[Records]

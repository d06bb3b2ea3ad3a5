//! Config command - manage configuration.

use std::fs;
use std::path::{Path, PathBuf};

use clap::{Args, Subcommand};
use console::style;
use tracing::debug;

use kom_core::KomConfig;

/// Arguments for the config command.
#[derive(Args)]
pub struct ConfigArgs {
    #[command(subcommand)]
    command: ConfigCommand,
}

#[derive(Subcommand)]
enum ConfigCommand {
    /// Show current configuration
    Show,

    /// Initialize a new configuration file
    Init(InitArgs),

    /// Get a specific configuration value
    Get {
        /// Configuration key (e.g., "layout.tanks.anchor.default_row")
        key: String,
    },

    /// Set a configuration value
    Set {
        /// Configuration key
        key: String,
        /// New value
        value: String,
    },

    /// Show configuration file path
    Path,
}

#[derive(Args)]
struct InitArgs {
    /// Output path for configuration file
    #[arg(short, long)]
    output: Option<PathBuf>,

    /// Overwrite existing file
    #[arg(long)]
    force: bool,
}

pub async fn run(args: ConfigArgs, config_path: Option<&str>) -> anyhow::Result<()> {
    let path = config_path
        .map(PathBuf::from)
        .unwrap_or_else(default_config_path);

    match args.command {
        ConfigCommand::Show => show_config(&path),
        ConfigCommand::Init(init_args) => init_config(init_args, &path),
        ConfigCommand::Get { key } => get_config(&path, &key),
        ConfigCommand::Set { key, value } => set_config(&path, &key, &value),
        ConfigCommand::Path => show_path(&path),
    }
}

pub fn default_config_path() -> PathBuf {
    dirs::config_dir()
        .unwrap_or_else(|| PathBuf::from("."))
        .join("kom")
        .join("config.json")
}

/// Configuration for the extraction commands: the `--config` file when
/// given, else the default file when it exists, else the built-in layout.
pub fn load_config(config_path: Option<&str>) -> anyhow::Result<KomConfig> {
    if let Some(path) = config_path {
        let path = Path::new(path);
        if !path.exists() {
            anyhow::bail!("Config file not found: {}", path.display());
        }
        return Ok(KomConfig::from_file(path)?);
    }

    let default_path = default_config_path();
    if default_path.exists() {
        debug!("Using config from {}", default_path.display());
        Ok(KomConfig::from_file(&default_path)?)
    } else {
        Ok(KomConfig::default())
    }
}

fn read_or_default(path: &Path) -> anyhow::Result<KomConfig> {
    if path.exists() {
        Ok(KomConfig::from_file(path)?)
    } else {
        Ok(KomConfig::default())
    }
}

fn show_config(path: &Path) -> anyhow::Result<()> {
    if !path.exists() {
        eprintln!(
            "{} No config file found, showing defaults.",
            style("ℹ").blue()
        );
    }
    let config = read_or_default(path)?;

    println!("{}", serde_json::to_string_pretty(&config)?);

    Ok(())
}

fn init_config(args: InitArgs, path: &Path) -> anyhow::Result<()> {
    let output_path = args.output.unwrap_or_else(|| path.to_path_buf());

    if output_path.exists() && !args.force {
        anyhow::bail!(
            "Config file already exists at {}. Use --force to overwrite.",
            output_path.display()
        );
    }

    if let Some(parent) = output_path.parent() {
        fs::create_dir_all(parent)?;
    }

    KomConfig::default().save(&output_path)?;

    println!(
        "{} Created configuration file at {}",
        style("✓").green(),
        output_path.display()
    );

    Ok(())
}

fn get_config(path: &Path, key: &str) -> anyhow::Result<()> {
    let json = serde_json::to_value(read_or_default(path)?)?;

    let mut current = &json;
    for part in key.split('.') {
        current = current
            .get(part)
            .ok_or_else(|| anyhow::anyhow!("Configuration key not found: {}", key))?;
    }

    println!("{}", serde_json::to_string_pretty(current)?);

    Ok(())
}

fn set_config(path: &Path, key: &str, value: &str) -> anyhow::Result<()> {
    let config = read_or_default(path)?;
    if let Some(parent) = path.parent() {
        fs::create_dir_all(parent)?;
    }

    // Bare words that are not valid JSON are stored as strings
    let parsed_value: serde_json::Value = serde_json::from_str(value)
        .unwrap_or_else(|_| serde_json::Value::String(value.to_string()));

    let mut json = serde_json::to_value(&config)?;
    let parts: Vec<&str> = key.split('.').collect();
    let Some((last, parents)) = parts.split_last() else {
        anyhow::bail!("Empty configuration key");
    };

    let mut current = &mut json;
    for part in parents {
        current = current
            .get_mut(*part)
            .ok_or_else(|| anyhow::anyhow!("Configuration path not found: {}", key))?;
    }
    match current.as_object_mut() {
        Some(obj) if obj.contains_key(*last) => {
            obj.insert((*last).to_string(), parsed_value.clone());
        }
        Some(_) => anyhow::bail!("Configuration key not found: {}", key),
        None => anyhow::bail!("Cannot set value at non-object path"),
    }

    let config: KomConfig = serde_json::from_value(json)
        .map_err(|e| anyhow::anyhow!("Invalid value for {}: {}", key, e))?;
    config.save(path)?;

    println!(
        "{} Set {} = {}",
        style("✓").green(),
        key,
        serde_json::to_string(&parsed_value)?
    );

    Ok(())
}

fn show_path(path: &Path) -> anyhow::Result<()> {
    println!("Configuration file: {}", path.display());

    if path.exists() {
        println!("Status: {}", style("exists").green());
    } else {
        println!("Status: {}", style("not created").yellow());
        println!();
        println!("Run 'kom config init' to create a configuration file.");
    }

    Ok(())
}
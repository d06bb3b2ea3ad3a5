//! Data models: the extracted record and the pipeline configuration.

pub mod config;
pub mod record;

pub use config::{AnchorLayout, ExtractionConfig, GroupLayout, KomConfig, MarkerStyle, TemplateLayout};
pub use record::{schema, EquipmentRequired, FieldKind, FieldValue, KomRecord, LineItem};
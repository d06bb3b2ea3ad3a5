//! Inspect command - report section positions and template drift.

use std::path::PathBuf;

use clap::Args;
use console::style;
use serde::Serialize;
use tracing::warn;

use kom_core::inspect::{compare, inspect, DriftReport, SheetReport, DEFAULT_MAX_ROW};
use kom_core::open_sheet;

/// Arguments for the inspect command.
#[derive(Args)]
pub struct InspectArgs {
    /// Workbooks to inspect
    #[arg(required = true)]
    files: Vec<PathBuf>,

    /// Last row scanned for section headers
    #[arg(long, default_value_t = DEFAULT_MAX_ROW)]
    max_row: u32,

    /// Print the report as JSON
    #[arg(long)]
    json: bool,
}

#[derive(Serialize)]
struct InspectOutput {
    files: Vec<SheetReport>,
    #[serde(skip_serializing_if = "Option::is_none")]
    comparison: Option<DriftReport>,
    errors: Vec<FileError>,
}

#[derive(Serialize)]
struct FileError {
    file: String,
    error: String,
}

pub async fn run(args: InspectArgs) -> anyhow::Result<()> {
    let mut reports = Vec::new();
    let mut errors = Vec::new();

    for path in &args.files {
        match open_sheet(path) {
            Ok(grid) => reports.push(inspect(&grid, path.display().to_string(), args.max_row)),
            Err(e) => {
                warn!("Cannot inspect {}: {}", path.display(), e);
                errors.push(FileError {
                    file: path.display().to_string(),
                    error: e.to_string(),
                });
            }
        }
    }

    if reports.is_empty() {
        anyhow::bail!("None of the {} file(s) could be read", args.files.len());
    }

    let comparison = (reports.len() > 1).then(|| compare(&reports));

    if args.json {
        let output = InspectOutput {
            files: reports,
            comparison,
            errors,
        };
        println!("{}", serde_json::to_string_pretty(&output)?);
        return Ok(());
    }

    for report in &reports {
        print_report(report);
    }
    if let Some(drift) = &comparison {
        print_drift(drift);
    }
    for failure in &errors {
        println!("{} {}: {}", style("✗").red(), failure.file, failure.error);
    }

    Ok(())
}

fn print_report(report: &SheetReport) {
    println!("{}", style(&report.file).bold());
    println!("  Dimensions: {} rows x {} columns", report.max_row, report.max_col);
    println!("  Section headers ({}):", report.sections.len());
    for section in &report.sections {
        println!(
            "    row {:>3}, col {:>2}  {:<24} {}",
            section.row, section.col, section.keyword, section.text
        );
    }

    if report.tank_markers.is_empty() {
        println!("  Tank markers: none");
    } else {
        println!("  Tank markers:");
        for marker in &report.tank_markers {
            let cells: Vec<String> = marker
                .cells
                .iter()
                .map(|(col, text)| format!("{}={}", col, text))
                .collect();
            println!("    row {:>3} {:<4} {}", marker.row, marker.marker, cells.join(", "));
        }
    }
    println!();
}

fn print_drift(drift: &DriftReport) {
    println!("{}", style(format!("Comparison of {} files", drift.files)).bold());

    if drift.drifting.is_empty() {
        println!(
            "  {} All section headers are at the same position",
            style("✓").green()
        );
        return;
    }

    for keyword in &drift.drifting {
        println!("  {} {}", style("⚠").yellow(), keyword);
        for position in drift.positions.get(keyword).into_iter().flatten() {
            println!(
                "      {}: row {}, col {}",
                position.file, position.row, position.col
            );
        }
        let found = drift.positions.get(keyword).map_or(0, Vec::len);
        if found < drift.files {
            println!("      missing in {} file(s)", drift.files - found);
        }
    }
}
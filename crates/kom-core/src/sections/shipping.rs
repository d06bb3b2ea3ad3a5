//! Project parties, delivery and shipping.

use crate::models::KomRecord;
use crate::sheet::Sheet;
use crate::validation::ValidationLog;

use super::SectionExtractor;

pub struct ShippingSection;

impl SectionExtractor for ShippingSection {
    fn name(&self) -> &'static str {
        "shipping"
    }

    fn extract(&self, sheet: &Sheet<'_>, record: &mut KomRecord, _log: &mut ValidationLog) {
        record.set_text("consultant", sheet.text(43, 3));
        record.set_text("contractor_name", sheet.text(43, 6));
        record.set_text("desired_delivery", sheet.text(45, 3));

        record.set_text("freight", sheet.text(48, 3));
        record.set_flag("international", sheet.flag(48, 6));
        record.set_text("international_freight_method", sheet.text(48, 10));
        record.set_text("shipping_instructions", sheet.text(50, 3));
    }
}
//! Non-fatal extraction warnings.

use tracing::warn;

/// Ordered list of warnings collected during one extraction.
#[derive(Debug, Clone, Default, PartialEq)]
pub struct ValidationLog {
    warnings: Vec<String>,
}

impl ValidationLog {
    pub fn new() -> Self {
        Self::default()
    }

    /// Record a warning.
    pub fn push(&mut self, message: impl Into<String>) {
        let message = message.into();
        warn!("{}", message);
        self.warnings.push(message);
    }

    /// A section header was not found and its default row was used instead.
    pub fn section_defaulted(&mut self, keyword: &str, start: u32, end: u32, default_row: u32) {
        self.push(format!(
            "Section '{}' not found in rows {}-{}; using default row {}",
            keyword, start, end, default_row
        ));
    }

    /// A field the record cannot do without came out empty.
    pub fn critical_empty(&mut self, field: &str) {
        self.push(format!("Critical field '{}' is empty", field));
    }

    pub fn warnings(&self) -> &[String] {
        &self.warnings
    }

    pub fn len(&self) -> usize {
        self.warnings.len()
    }

    pub fn is_empty(&self) -> bool {
        self.warnings.is_empty()
    }

    pub fn into_vec(self) -> Vec<String> {
        self.warnings
    }
}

[/Records]

Problem to work on: Tally the lines in the entries above that hold the word "Arguments". Reply with nothing but that count.

Exercise result: 2